> [Directions] Looking at the records below, count how many lines contain the string "await". Give that number alone.

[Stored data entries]
+++
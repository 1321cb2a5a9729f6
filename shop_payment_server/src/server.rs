use std::time::Duration;

use actix_web::{dev::Server, http::KeepAlive, middleware::Logger, web, App, HttpServer};
use log::*;
use shop_payment_engine::{
    events::{EventHandlers, EventHooks, EventProducers},
    OrderApi,
    ReconcilerApi,
    SqliteDatabase,
};

use crate::{
    config::{ProxyConfig, ServerConfig},
    errors::ServerError,
    middleware::JwtMiddlewareFactory,
    routes::{
        health,
        ConfirmPaymentRoute,
        CreateOrderRoute,
        CreatePaymentIntentRoute,
        MyOrdersRoute,
        OrdersForUserRoute,
        OrdersSearchRoute,
        UpdateOrderStatusRoute,
        VnpayIpnRoute,
    },
};

pub async fn run_server(config: ServerConfig) -> Result<(), ServerError> {
    let db = SqliteDatabase::new_with_url(&config.database_url, 25)
        .await
        .map_err(|e| ServerError::InitializeError(e.to_string()))?;
    let mut hooks = EventHooks::default();
    hooks.on_order_paid(|ev| {
        Box::pin(async move {
            info!("🎉️ Order {} has been paid by {}", ev.order.order_id, ev.order.user_id);
        })
    });
    let handlers = EventHandlers::new(64, hooks);
    let producers = handlers.producers();
    handlers.start_handlers().await;
    let srv = create_server_instance(config, db, producers)?;
    srv.await.map_err(|e| ServerError::Unspecified(e.to_string()))
}

pub fn create_server_instance(
    config: ServerConfig,
    db: SqliteDatabase,
    producers: EventProducers,
) -> Result<Server, ServerError> {
    let srv = HttpServer::new(move || {
        let orders_api = OrderApi::new(db.clone(), config.vnpay.clone())
            .with_catalog_timeout(Duration::from_secs(config.catalog_timeout_secs));
        let reconciler_api = ReconcilerApi::new(db.clone(), config.vnpay.clone(), producers.clone());
        let proxy_config =
            ProxyConfig { use_x_forwarded_for: config.use_x_forwarded_for, use_forwarded: config.use_forwarded };
        let app = App::new()
            .wrap(Logger::new("%t (%D ms) %s %a %{Host}i %U").log_target("psg::access_log"))
            .app_data(web::Data::new(orders_api))
            .app_data(web::Data::new(reconciler_api))
            .app_data(web::Data::new(proxy_config));
        // Routes that require authentication
        let auth_scope = web::scope("/api")
            .wrap(JwtMiddlewareFactory::new(config.auth.clone()))
            .service(CreateOrderRoute::<SqliteDatabase>::new())
            .service(MyOrdersRoute::<SqliteDatabase>::new())
            .service(OrdersSearchRoute::<SqliteDatabase>::new())
            .service(UpdateOrderStatusRoute::<SqliteDatabase>::new())
            .service(CreatePaymentIntentRoute::<SqliteDatabase>::new())
            .service(ConfirmPaymentRoute::<SqliteDatabase>::new());
        // The gateway's IPN callback and the collaborator projection carry no bearer token, so
        // they are registered before the authenticated scope under their full paths.
        app.service(health)
            .service(VnpayIpnRoute::<SqliteDatabase>::new())
            .service(OrdersForUserRoute::<SqliteDatabase>::new())
            .service(auth_scope)
    })
    .keep_alive(KeepAlive::Timeout(Duration::from_secs(600)))
    .bind((config.host.as_str(), config.port))?
    .run();
    Ok(srv)
}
+++
> [Solution to this task] 3